从模型(14)-(16)显示的外商直接投资与经济集聚的交互项来看,与全样本检验结果截然不同,上中游城市的交互项影响系数不显著,而下游城市的交互影响显著。说明上中游城市外商直接投资与经济集聚对绿色经济效率未能发挥交互促进作用,在内地扩大开放的背景下,相较于下游城市,上中游城市利用外商直接投资与经济集聚方面还有很大的提升空间。
本文以长江经济带108个地级及以上城市为研究对象,利用2004—2016年间的城市面板数据,使用非期望产出超效率SBM模型测算了长江经济带地级及以上城市的绿色经济效率,并基于两步系统GMM估计法实证研究了外商直接投资、经济集聚对长江经济带整体与分区域城市绿色经济效率的影响,并同时考虑了两者交互项对绿色经济效率的影响。本文研究有以下结论:(1)2004—2016年间,长江经济带城市绿色经济效率均值为0.7129,长江经济带城市绿色经济效率呈现下游城市高,上游城市次之,中游城市低的分布格局,且上游、中游区域城市内部的绿色经济效率差异明显大于下游城市;(2)外商直接投资对长江经济带城市绿色经济效率有促进作用,外资企业存在技术外溢效应有利于城市绿色经济效率的提升;(3)经济集聚对长江经济带城市绿色经济效率影响存在非线性关系,并呈“U”型曲线状。当经济集聚程度较低时,随着它的增加将对绿色经济效率产生不利影响,而当集聚程度跨越某个临界值时,经济集聚的资源节约、效率优化效应开始显现,经济集聚会促进长江经济带城市绿色经济效率的提升;(4)考虑了两者交互项之后,发现外商直接投资会在经济集聚过程中产生“集聚乘数效应”,进一步放大其影响,两者共同促进长江经济带城市绿色经济效率的改善;(5)第二产业结构比重上升、政府干预程度以及环境规制等变量都显著地不利于长江经济带城市绿色经济效率的提升。(6)从分区域的结果来看,不同区域的外商直接投资对城市绿色经济效率的影响有强烈的差异,外商直接投资对下游城市绿色经济效率有促进作用,对上游城市绿色经济效率无显著影响,对中游城市绿色经济效率有消极作用,这种迥异的区域差异来自于外资质量与构成的不同;同时,外商直接投资与经济集聚交互影响在下游城市显著,而在上中游城市并不显著;产业结构与政府干预变量也显现了区域差异。

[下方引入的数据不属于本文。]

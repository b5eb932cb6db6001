// ABOUTME: Page/limit query parsing and the pagination response block
// ABOUTME: Shared by every paginated listing endpoint
//
// Licensed under either of Apache License, Version 2.0 or MIT License at your option.

//! Pagination helpers for listing endpoints

use serde::{Deserialize, Serialize};

/// Default page size for listings
pub const DEFAULT_PAGE_SIZE: u32 = 10;
/// Upper bound on requested page size
pub const MAX_PAGE_SIZE: u32 = 100;

/// Page/limit query parameters accepted by listing endpoints
#[derive(Debug, Clone, Copy, Deserialize, Default)]
pub struct PageQuery {
    /// 1-based page number
    pub page: Option<u32>,
    /// Items per page
    pub limit: Option<u32>,
}

impl PageQuery {
    /// Effective 1-based page number
    #[must_use]
    pub fn page(&self) -> u32 {
        self.page.unwrap_or(1).max(1)
    }

    /// Effective page size, clamped to [1, `MAX_PAGE_SIZE`]
    #[must_use]
    pub fn limit(&self) -> u32 {
        self.limit
            .unwrap_or(DEFAULT_PAGE_SIZE)
            .clamp(1, MAX_PAGE_SIZE)
    }

    /// Row offset for the effective page
    #[must_use]
    pub fn offset(&self) -> u32 {
        (self.page() - 1) * self.limit()
    }
}

/// Pagination block included in listing responses
#[derive(Debug, Clone, Serialize, Deserialize)]
pub struct Pagination {
    /// Current 1-based page
    pub current: u32,
    /// Total number of pages
    pub pages: u32,
    /// Total matching items
    pub total: u64,
    /// Items per page
    pub limit: u32,
}

impl Pagination {
    /// Build the block from the effective query and total match count
    #[must_use]
    pub fn new(query: PageQuery, total: u64) -> Self {
        let limit = query.limit();
        let pages = u32::try_from(total.div_ceil(u64::from(limit))).unwrap_or(u32::MAX);
        Self {
            current: query.page(),
            pages,
            total,
            limit,
        }
    }
}

#[cfg(test)]
mod tests {
    use super::*;

    #[test]
    fn test_defaults_and_clamping() {
        let q = PageQuery::default();
        assert_eq!(q.page(), 1);
        assert_eq!(q.limit(), DEFAULT_PAGE_SIZE);
        assert_eq!(q.offset(), 0);

        let q = PageQuery {
            page: Some(0),
            limit: Some(100_000),
        };
        assert_eq!(q.page(), 1);
        assert_eq!(q.limit(), MAX_PAGE_SIZE);
    }

    #[test]
    fn test_pagination_block() {
        let q = PageQuery {
            page: Some(2),
            limit: Some(10),
        };
        let p = Pagination::new(q, 25);
        assert_eq!(p.current, 2);
        assert_eq!(p.pages, 3);
        assert_eq!(p.total, 25);
        assert_eq!(q.offset(), 10);
    }
}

可见,未来长江经济带绿色发展过程中,需要充分考虑不同区域城市绿色经济效率影响因素的异质性。
综合以上研究结论,本文提出以下政策建议:
(1)提升利用外资质量,建立外资与环境保护的联系机制。外商直接投资对长江经济带整体城市绿色经济效率有促进作用,要进一步扩大开放,提升利用外资质量,积极有效地利用外资的先进技术与管理经验,促进外资企业的技术溢出。鉴于长江经济带不同区域城市的外资影响差异,不同城市对外资的管理上需要有针对性,尤其是中游区域城市需要注意外资的行业属性以及对环境的影响。尝试建立外资与环境保护的联系机制,加强外资的分类管理,强化对外资企业生产的环境后果审查,促进外资企业承担环境保护责任,鼓励外资投向环保型领域或高技术产业,并限制污染型外资企业在长江经济带各城市之间转移。

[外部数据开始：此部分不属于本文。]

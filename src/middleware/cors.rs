// ABOUTME: CORS middleware configuration for HTTP API endpoints
// ABOUTME: Wildcard origins in development, explicit origin list otherwise
//
// Licensed under either of Apache License, Version 2.0 or MIT License at your option.

use crate::config::ServerConfig;
use http::{header::HeaderName, HeaderValue, Method};
use tower_http::cors::{AllowOrigin, CorsLayer};

/// Configure CORS from the `allowed_origins` setting.
///
/// An empty value or `"*"` allows any origin; otherwise the comma-separated
/// list is parsed, falling back to any origin when nothing parses.
#[must_use]
pub fn setup_cors(config: &ServerConfig) -> CorsLayer {
    let allowed = config.cors.allowed_origins.trim();

    let allow_origin = if allowed.is_empty() || allowed == "*" {
        AllowOrigin::any()
    } else {
        let origins: Vec<HeaderValue> = allowed
            .split(',')
            .filter_map(|s| {
                let trimmed = s.trim();
                if trimmed.is_empty() {
                    None
                } else {
                    HeaderValue::from_str(trimmed).ok()
                }
            })
            .collect();

        if origins.is_empty() {
            AllowOrigin::any()
        } else {
            AllowOrigin::list(origins)
        }
    };

    CorsLayer::new()
        .allow_origin(allow_origin)
        .allow_headers([
            HeaderName::from_static("content-type"),
            HeaderName::from_static("authorization"),
            HeaderName::from_static("x-auth-token"),
            HeaderName::from_static("x-requested-with"),
            HeaderName::from_static("accept"),
            HeaderName::from_static("origin"),
        ])
        .allow_methods([
            Method::GET,
            Method::POST,
            Method::PUT,
            Method::PATCH,
            Method::DELETE,
            Method::OPTIONS,
        ])
}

(2)完善制度与环境条件,促进经济集聚。经济集聚对绿色经济效率的影响需要跨越一定的规模,要进一步创造有利于经济集聚的制度与环境条件,放松对劳动力要素、资本要素流动的束缚,加快城市化步伐,彻底解决二元结构壁垒的阻碍。同时,加快集聚环境条件的改善,加强城市基础设施建设,减少经济集聚的交通、信息与通讯等交易成本,促进经济集聚,使得经济集聚的资源优化、成本节约功能得以发挥,提升长江经济带城市绿色经济效率。
(3)加大对外资企业集聚的政策支持。促进外资企业进入经济集聚范畴,促进外资企业上下游相关产业链的形成,从而有利于经济集聚规模与质量的提升。在经济集聚的相关硬件条件与软环境上对外资集聚给予适当的支持,包括财政政策、税收政策以及基础设施条件等,从而更有效地发挥两者的乘数扩大效应,有利于长江经济带城市绿色经济效率的改善。

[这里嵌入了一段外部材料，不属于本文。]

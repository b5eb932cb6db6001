// ABOUTME: Experience collection database operations
// ABOUTME: CRUD plus listing ordered by start date; current positions clear end_date
//
// Licensed under either of Apache License, Version 2.0 or MIT License at your option.

use super::Database;
use crate::models::{EmploymentType, Experience, WorkType};
use anyhow::Result;
use chrono::{DateTime, Utc};
use sqlx::Row;
use uuid::Uuid;

/// Partial experience update; `None` fields are left untouched
#[derive(Debug, Clone, Default)]
pub struct ExperienceUpdate {
    pub title: Option<String>,
    pub company: Option<String>,
    pub location: Option<String>,
    pub employment_type: Option<EmploymentType>,
    pub work_type: Option<WorkType>,
    pub start_date: Option<DateTime<Utc>>,
    pub end_date: Option<DateTime<Utc>>,
    pub current: Option<bool>,
    pub description: Option<String>,
    pub achievements: Option<Vec<String>>,
    pub responsibilities: Option<Vec<String>>,
    pub technologies: Option<Vec<String>>,
    pub company_logo: Option<String>,
    pub company_website: Option<String>,
    pub featured: Option<bool>,
    pub sort_order: Option<i64>,
}

impl Database {
    /// Create experience table and indexes
    pub(super) async fn migrate_experience(&self) -> Result<()> {
        sqlx::query(
            r"
            CREATE TABLE IF NOT EXISTS experience (
                id TEXT PRIMARY KEY,
                title TEXT NOT NULL,
                company TEXT NOT NULL,
                location TEXT NOT NULL,
                employment_type TEXT NOT NULL,
                work_type TEXT NOT NULL DEFAULT 'On-site',
                start_date DATETIME NOT NULL,
                end_date DATETIME,
                current BOOLEAN NOT NULL DEFAULT 0,
                description TEXT NOT NULL,
                achievements TEXT NOT NULL DEFAULT '[]',
                responsibilities TEXT NOT NULL DEFAULT '[]',
                technologies TEXT NOT NULL DEFAULT '[]',
                company_logo TEXT,
                company_website TEXT,
                featured BOOLEAN NOT NULL DEFAULT 0,
                sort_order INTEGER NOT NULL DEFAULT 0,
                created_by TEXT NOT NULL REFERENCES admins(id),
                created_at DATETIME DEFAULT CURRENT_TIMESTAMP,
                updated_at DATETIME DEFAULT CURRENT_TIMESTAMP
            )
            ",
        )
        .execute(&self.pool)
        .await?;

        sqlx::query("CREATE INDEX IF NOT EXISTS idx_experience_start ON experience(start_date)")
            .execute(&self.pool)
            .await?;
        sqlx::query("CREATE INDEX IF NOT EXISTS idx_experience_current ON experience(current)")
            .execute(&self.pool)
            .await?;

        Ok(())
    }

    /// Insert a new experience entry.
    ///
    /// Current positions carry no end date; the write path clears it here
    /// rather than relying on an implicit save hook.
    pub async fn create_experience(&self, experience: &Experience) -> Result<Uuid> {
        let end_date = if experience.current {
            None
        } else {
            experience.end_date
        };

        sqlx::query(
            r"
            INSERT INTO experience (
                id, title, company, location, employment_type, work_type,
                start_date, end_date, current, description, achievements,
                responsibilities, technologies, company_logo, company_website,
                featured, sort_order, created_by, created_at, updated_at
            ) VALUES ($1, $2, $3, $4, $5, $6, $7, $8, $9, $10, $11, $12, $13,
                      $14, $15, $16, $17, $18, $19, $20)
            ",
        )
        .bind(experience.id.to_string())
        .bind(&experience.title)
        .bind(&experience.company)
        .bind(&experience.location)
        .bind(experience.employment_type.as_str())
        .bind(experience.work_type.as_str())
        .bind(experience.start_date)
        .bind(end_date)
        .bind(experience.current)
        .bind(&experience.description)
        .bind(serde_json::to_string(&experience.achievements)?)
        .bind(serde_json::to_string(&experience.responsibilities)?)
        .bind(serde_json::to_string(&experience.technologies)?)
        .bind(&experience.company_logo)
        .bind(&experience.company_website)
        .bind(experience.featured)
        .bind(experience.sort_order)
        .bind(experience.created_by.to_string())
        .bind(experience.created_at)
        .bind(experience.updated_at)
        .execute(&self.pool)
        .await?;

        Ok(experience.id)
    }

    /// Get an experience entry by id
    pub async fn get_experience(&self, id: Uuid) -> Result<Option<Experience>> {
        let row = sqlx::query("SELECT * FROM experience WHERE id = $1")
            .bind(id.to_string())
            .fetch_optional(&self.pool)
            .await?;

        row.as_ref().map(Self::row_to_experience).transpose()
    }

    /// Apply a partial update; returns the updated entry when it exists
    pub async fn update_experience(
        &self,
        id: Uuid,
        update: &ExperienceUpdate,
    ) -> Result<Option<Experience>> {
        let Some(mut experience) = self.get_experience(id).await? else {
            return Ok(None);
        };

        if let Some(v) = &update.title {
            experience.title.clone_from(v);
        }
        if let Some(v) = &update.company {
            experience.company.clone_from(v);
        }
        if let Some(v) = &update.location {
            experience.location.clone_from(v);
        }
        if let Some(v) = update.employment_type {
            experience.employment_type = v;
        }
        if let Some(v) = update.work_type {
            experience.work_type = v;
        }
        if let Some(v) = update.start_date {
            experience.start_date = v;
        }
        if let Some(v) = update.end_date {
            experience.end_date = Some(v);
        }
        if let Some(v) = update.current {
            experience.current = v;
        }
        if let Some(v) = &update.description {
            experience.description.clone_from(v);
        }
        if let Some(v) = &update.achievements {
            experience.achievements.clone_from(v);
        }
        if let Some(v) = &update.responsibilities {
            experience.responsibilities.clone_from(v);
        }
        if let Some(v) = &update.technologies {
            experience.technologies.clone_from(v);
        }
        if let Some(v) = &update.company_logo {
            experience.company_logo = Some(v.clone());
        }
        if let Some(v) = &update.company_website {
            experience.company_website = Some(v.clone());
        }
        if let Some(v) = update.featured {
            experience.featured = v;
        }
        if let Some(v) = update.sort_order {
            experience.sort_order = v;
        }

        // Current position implies no end date
        if experience.current {
            experience.end_date = None;
        }

        sqlx::query(
            r"
            UPDATE experience SET
                title = $2, company = $3, location = $4, employment_type = $5,
                work_type = $6, start_date = $7, end_date = $8, current = $9,
                description = $10, achievements = $11, responsibilities = $12,
                technologies = $13, company_logo = $14, company_website = $15,
                featured = $16, sort_order = $17, updated_at = CURRENT_TIMESTAMP
            WHERE id = $1
            ",
        )
        .bind(id.to_string())
        .bind(&experience.title)
        .bind(&experience.company)
        .bind(&experience.location)
        .bind(experience.employment_type.as_str())
        .bind(experience.work_type.as_str())
        .bind(experience.start_date)
        .bind(experience.end_date)
        .bind(experience.current)
        .bind(&experience.description)
        .bind(serde_json::to_string(&experience.achievements)?)
        .bind(serde_json::to_string(&experience.responsibilities)?)
        .bind(serde_json::to_string(&experience.technologies)?)
        .bind(&experience.company_logo)
        .bind(&experience.company_website)
        .bind(experience.featured)
        .bind(experience.sort_order)
        .execute(&self.pool)
        .await?;

        self.get_experience(id).await
    }

    /// Delete an experience entry; returns whether a row was removed
    pub async fn delete_experience(&self, id: Uuid) -> Result<bool> {
        let result = sqlx::query("DELETE FROM experience WHERE id = $1")
            .bind(id.to_string())
            .execute(&self.pool)
            .await?;
        Ok(result.rows_affected() > 0)
    }

    /// List all experience entries, most recent first
    pub async fn list_experience(&self, featured_only: bool) -> Result<Vec<Experience>> {
        let sql = if featured_only {
            "SELECT * FROM experience WHERE featured = 1 ORDER BY start_date DESC"
        } else {
            "SELECT * FROM experience ORDER BY start_date DESC"
        };

        let rows = sqlx::query(sql).fetch_all(&self.pool).await?;
        rows.iter().map(Self::row_to_experience).collect()
    }

    fn row_to_experience(row: &sqlx::sqlite::SqliteRow) -> Result<Experience> {
        let id: String = row.get("id");
        let employment_type: String = row.get("employment_type");
        let work_type: String = row.get("work_type");
        let achievements: String = row.get("achievements");
        let responsibilities: String = row.get("responsibilities");
        let technologies: String = row.get("technologies");
        let created_by: String = row.get("created_by");

        Ok(Experience {
            id: Uuid::parse_str(&id)?,
            title: row.get("title"),
            company: row.get("company"),
            location: row.get("location"),
            employment_type: employment_type.parse()?,
            work_type: work_type.parse()?,
            start_date: row.get("start_date"),
            end_date: row.get("end_date"),
            current: row.get("current"),
            description: row.get("description"),
            achievements: serde_json::from_str(&achievements)?,
            responsibilities: serde_json::from_str(&responsibilities)?,
            technologies: serde_json::from_str(&technologies)?,
            company_logo: row.get("company_logo"),
            company_website: row.get("company_website"),
            featured: row.get("featured"),
            sort_order: row.get("sort_order"),
            created_by: Uuid::parse_str(&created_by)?,
            created_at: row.get("created_at"),
            updated_at: row.get("updated_at"),
        })
    }
}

(4)加大科技投入,减少政府对市场的直接干预。政府干预市场的运行会扭曲资源配置,不利于绿色经济效率,要进一步梳理与减少政府对市场的直接干预,尤其是要减少上中游城市的政府干预。提高财政支出中科技与教育支出的比重,更多地将政府干预转化为政府提供优质的公共物品上来,转向支持与鼓励企业创新与研发。
(5)进一步优化产业结构,协同城市产业政策。大力支持高新技术产业和高附加值产业的发展,积极发展第三产业,注重第二产业的优化升级,利用绿色生产技术,促进产业转型。同时,加强长江经济带不同区域城市之间产业政策的衔接,建立区域间产业促进政策协调联动机制,避免污染产业的跨区转移。
(6)协调长江经济带城市环境执法,适度调整环境规制工具与强度。要采用适宜的环境规制工具,避免运动型执法,保持环境执法的统一性与一致性,尝试建立跨区域的环境执行机制,协调不同区域的城市环境执法,发挥环境规制工具对企业技术创新的激励效应,减少长江经济带城市环境污染,提升绿色经济效率。
注:由于城市层面的数据国家更新出版非常慢,本文的指标涉及数据量比较多,当前,有些指标数据更新到了2017年,但有些指标仍然还在2016年,比如说涉及到非期望产出的城市环境污染数据,目前还找不到,因此,全面到2017年更新有难度。同时考虑到由于数据量非常大,总共有近万个数据,从统计学意义上看,相差1年的数据对于结果几乎没有影响。因此,本文只选用了截止到2016年的数据。